In some places, mercury exists naturally in the environment, and elemental mercury is occasionally released. However, the main releases of mercury are anthropogenic: coal power plants and artisanal gold mining. (In some parts of California, there are still high concentrations of mercury from the Gold Rush era!)

Mercury is a byproduct of coal combustion. It is released into the air via smokestacks, and also is present in fly ash. The controversy surrounding fly ash is that it is not treated as hazardous waste. Often, power plants will dump fly ash in large outdoor retention ponds-- there are around 1300 in the U.S. alone. However, what happens when this ash contaminates the surrounding environment?
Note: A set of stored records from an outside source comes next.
//! Client event subscriptions.
//!
//! Clients subscribe to container or module events with a reply address.
//! A raised event is delivered once to every subscribed address. Removal
//! matches the exact address tuple.

use crossbeam_channel::Sender;

use crate::error::{CntrError, CntrResult};
use crate::ids::ModuleId;
use crate::params::{padded, read_u32};

/// A frame was delivered by a sink module.
pub const EVENT_FRAME_DELIVERY_DONE: u32 = 0x0800_1201;
/// Load (KPPS or bandwidth) of the container changed.
pub const EVENT_PERF_PARAMS_UPDATED: u32 = 0x0800_1202;
/// A persisted delay path changed value.
pub const EVENT_PATH_DELAY_CHANGED: u32 = 0x0800_1203;

/// Header of one packed registration record.
pub const REGISTRATION_HEADER_BYTES: usize = 16;

/// Reply address of a client.
#[derive(Clone, Copy, Debug, PartialEq, Eq, Hash, PartialOrd, Ord)]
pub struct ClientAddress {
    /// Processor domain.
    pub domain: u32,
    /// Port within the domain.
    pub port: u32,
    /// Client-chosen token echoed in every event.
    pub token: u64,
}

/// Who raises an event.
#[derive(Clone, Copy, Debug, PartialEq, Eq, Hash, PartialOrd, Ord)]
pub enum EventOwner {
    /// The container itself.
    Container,
    /// A module, with the container tracking its clients.
    Module(ModuleId),
}

/// An event on its way to one client.
#[derive(Clone, Debug, PartialEq, Eq)]
pub struct RaisedEvent {
    /// Destination.
    pub client: ClientAddress,
    /// Raiser.
    pub owner: EventOwner,
    /// Event id.
    pub event_id: u32,
    /// Event payload.
    pub payload: Vec<u8>,
}

/// One (de)registration record borrowed from a packed buffer.
///
/// Layout: `module: u32, event_id: u32, is_register: u32, cfg_size: u32`
/// followed by the configuration padded to 8 bytes.
#[derive(Clone, Copy, Debug, PartialEq, Eq)]
pub struct Registration<'a> {
    /// Addressed module (the container's own id for container events).
    pub module: ModuleId,
    /// Event id.
    pub event_id: u32,
    /// Register (`true`) or deregister.
    pub register: bool,
    /// Event configuration.
    pub cfg: &'a [u8],
}

/// Iterator over packed registration records; stops on truncation.
#[derive(Clone, Debug)]
pub struct RegistrationIter<'a> {
    buf: &'a [u8],
    pos: usize,
    truncated: bool,
}

impl<'a> RegistrationIter<'a> {
    /// Iterates `buf`.
    pub fn new(buf: &'a [u8]) -> Self {
        Self {
            buf,
            pos: 0,
            truncated: false,
        }
    }

    /// Returns `true` once iteration stopped on a truncated record.
    pub fn truncated(&self) -> bool {
        self.truncated
    }
}

impl<'a> Iterator for RegistrationIter<'a> {
    type Item = Registration<'a>;

    fn next(&mut self) -> Option<Self::Item> {
        if self.pos >= self.buf.len() {
            return None;
        }
        let at = self.pos;
        let header = (
            read_u32(self.buf, at),
            read_u32(self.buf, at + 4),
            read_u32(self.buf, at + 8),
            read_u32(self.buf, at + 12),
        );
        let start = at + REGISTRATION_HEADER_BYTES;
        let parsed = match header {
            (Some(module), Some(event_id), Some(register), Some(size)) => self
                .buf
                .get(start..start.saturating_add(size as usize))
                .map(|cfg| (module, event_id, register, cfg)),
            _ => None,
        };
        let Some((module, event_id, register, cfg)) = parsed else {
            tracing::warn!(offset = at, "event registration truncated, ignoring remainder");
            self.truncated = true;
            self.pos = self.buf.len();
            return None;
        };
        self.pos = (start + padded(cfg.len())).min(self.buf.len());
        Some(Registration {
            module: ModuleId(module),
            event_id,
            register: register != 0,
            cfg,
        })
    }
}

/// Encodes registration records.
pub fn encode_registrations(records: &[(ModuleId, u32, bool, &[u8])]) -> Vec<u8> {
    let mut out = Vec::new();
    for &(module, event_id, register, cfg) in records {
        out.extend_from_slice(&module.0.to_le_bytes());
        out.extend_from_slice(&event_id.to_le_bytes());
        out.extend_from_slice(&u32::from(register).to_le_bytes());
        out.extend_from_slice(&(cfg.len() as u32).to_le_bytes());
        out.extend_from_slice(cfg);
        out.resize(out.len() + padded(cfg.len()) - cfg.len(), 0);
    }
    out
}

#[derive(Clone, Copy, Debug, PartialEq, Eq)]
struct Subscription {
    owner: EventOwner,
    event_id: u32,
    client: ClientAddress,
}

/// Subscriptions of one container and the outlet events are raised on.
#[derive(Debug, Default)]
pub struct EventRegistry {
    subs: Vec<Subscription>,
    outlet: Option<Sender<RaisedEvent>>,
}

impl EventRegistry {
    /// Creates a registry delivering to `outlet`, if any.
    pub fn new(outlet: Option<Sender<RaisedEvent>>) -> Self {
        Self {
            subs: Vec::new(),
            outlet,
        }
    }

    /// Subscribes `client`. Returns `false` if it already was.
    pub fn register(&mut self, owner: EventOwner, event_id: u32, client: ClientAddress) -> bool {
        let sub = Subscription {
            owner,
            event_id,
            client,
        };
        if self.subs.contains(&sub) {
            return false;
        }
        self.subs.push(sub);
        true
    }

    /// Removes the subscription matching exactly. Fails if there is none.
    pub fn deregister(
        &mut self,
        owner: EventOwner,
        event_id: u32,
        client: ClientAddress,
    ) -> CntrResult<()> {
        let sub = Subscription {
            owner,
            event_id,
            client,
        };
        let Some(idx) = self.subs.iter().position(|s| *s == sub) else {
            return Err(CntrError::failed(format!(
                "client {}:{} not registered for event 0x{event_id:X}",
                client.domain, client.port
            )));
        };
        self.subs.remove(idx);
        Ok(())
    }

    /// Drops every subscription to a module's events.
    pub fn remove_module(&mut self, module: ModuleId) -> usize {
        let before = self.subs.len();
        self.subs.retain(|s| s.owner != EventOwner::Module(module));
        before - self.subs.len()
    }

    /// Returns `true` if anyone subscribed to the event.
    pub fn has_clients(&self, owner: EventOwner, event_id: u32) -> bool {
        self.subs
            .iter()
            .any(|s| s.owner == owner && s.event_id == event_id)
    }

    /// Clients subscribed to the event.
    pub fn clients(&self, owner: EventOwner, event_id: u32) -> Vec<ClientAddress> {
        self.subs
            .iter()
            .filter(|s| s.owner == owner && s.event_id == event_id)
            .map(|s| s.client)
            .collect()
    }

    /// Number of subscriptions.
    pub fn len(&self) -> usize {
        self.subs.len()
    }

    /// Returns `true` if nothing is subscribed.
    pub fn is_empty(&self) -> bool {
        self.subs.is_empty()
    }

    /// Raises an event to every subscribed client. Returns how many
    /// deliveries went out.
    pub fn raise(&self, owner: EventOwner, event_id: u32, payload: &[u8]) -> usize {
        let clients = self.clients(owner, event_id);
        if clients.is_empty() {
            return 0;
        }
        let Some(outlet) = &self.outlet else {
            tracing::debug!(event_id, ?owner, "event raised with no outlet");
            return 0;
        };
        let mut sent = 0;
        for client in clients {
            let event = RaisedEvent {
                client,
                owner,
                event_id,
                payload: payload.to_vec(),
            };
            if outlet.send(event).is_ok() {
                sent += 1;
            } else {
                tracing::warn!(event_id, "event outlet closed, dropping event");
                break;
            }
        }
        sent
    }
}

#[cfg(test)]
mod tests {
    use super::*;

    fn client(token: u64) -> ClientAddress {
        ClientAddress {
            domain: 1,
            port: 0x2001,
            token,
        }
    }

    #[test]
    fn duplicate_registration_is_ignored() {
        let mut reg = EventRegistry::default();
        assert!(reg.register(EventOwner::Container, EVENT_FRAME_DELIVERY_DONE, client(1)));
        assert!(!reg.register(EventOwner::Container, EVENT_FRAME_DELIVERY_DONE, client(1)));
        assert_eq!(reg.len(), 1);
    }

    #[test]
    fn deregister_matches_exact_address() {
        let mut reg = EventRegistry::default();
        reg.register(EventOwner::Container, EVENT_PERF_PARAMS_UPDATED, client(1));
        assert!(
            reg.deregister(EventOwner::Container, EVENT_PERF_PARAMS_UPDATED, client(2))
                .is_err()
        );
        reg.deregister(EventOwner::Container, EVENT_PERF_PARAMS_UPDATED, client(1))
            .unwrap();
        assert!(reg.is_empty());
    }

    #[test]
    fn raise_reaches_every_subscriber_once() {
        let (tx, rx) = crossbeam_channel::unbounded();
        let mut reg = EventRegistry::new(Some(tx));
        let owner = EventOwner::Module(ModuleId(0x10));
        reg.register(owner, 7, client(1));
        reg.register(owner, 7, client(2));
        reg.register(owner, 8, client(3));

        assert_eq!(reg.raise(owner, 7, &[1, 2]), 2);
        let tokens: Vec<u64> = rx.try_iter().map(|e| e.client.token).collect();
        assert_eq!(tokens, vec![1, 2]);
        assert_eq!(reg.remove_module(ModuleId(0x10)), 3);
    }

    #[test]
    fn registrations_parse_until_truncation() {
        let cfg = [9u8; 3];
        let mut buf = encode_registrations(&[
            (ModuleId(0x10), 1, true, &cfg[..]),
            (ModuleId(0x11), 2, false, &[][..]),
        ]);
        buf.extend_from_slice(&[0; 10]);
        let mut iter = RegistrationIter::new(&buf);
        let got: Vec<_> = iter.by_ref().collect();
        assert_eq!(got.len(), 2);
        assert_eq!(got[0].cfg, &cfg);
        assert!(got[0].register && !got[1].register);
        assert!(iter.truncated());
    }
}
Last Christmas, a retention pond in Tennessee gave way, releasing one billion gallons of coal ash sludge into a bordering river. People’s homes and backyards were inundated with a potentially toxic layer of muck. This material should be considered hazardous, according to Hsu-Kim, not stored in large pools that obviously are vulnerable to leaking or breakage.

And what about the mercury that coal plants release into the air? Unlike elemental mercury, which the body successfully excretes, the mercury from power plants is converted into methyl mercury-- the most dangerous kind. While the U.S. has reduced its coal-related mercury emissions by half over the past decade, developing countries are still highly reliant on coal for power production, and are responsible for an increasing percentage of mercury emissions.

Efforts have been undertaken to capture mercury before it leaves the smokestack. But this also creates an issue, according to Hsu-Kim: dispersed mercury in the air, or concentrated mercury in solid form? The latter still must be disposed of in some way.

“How do we balance energy security, waste management, and materials reuse?” Hsu-Kim said. It’s a question that largely remains to be answered.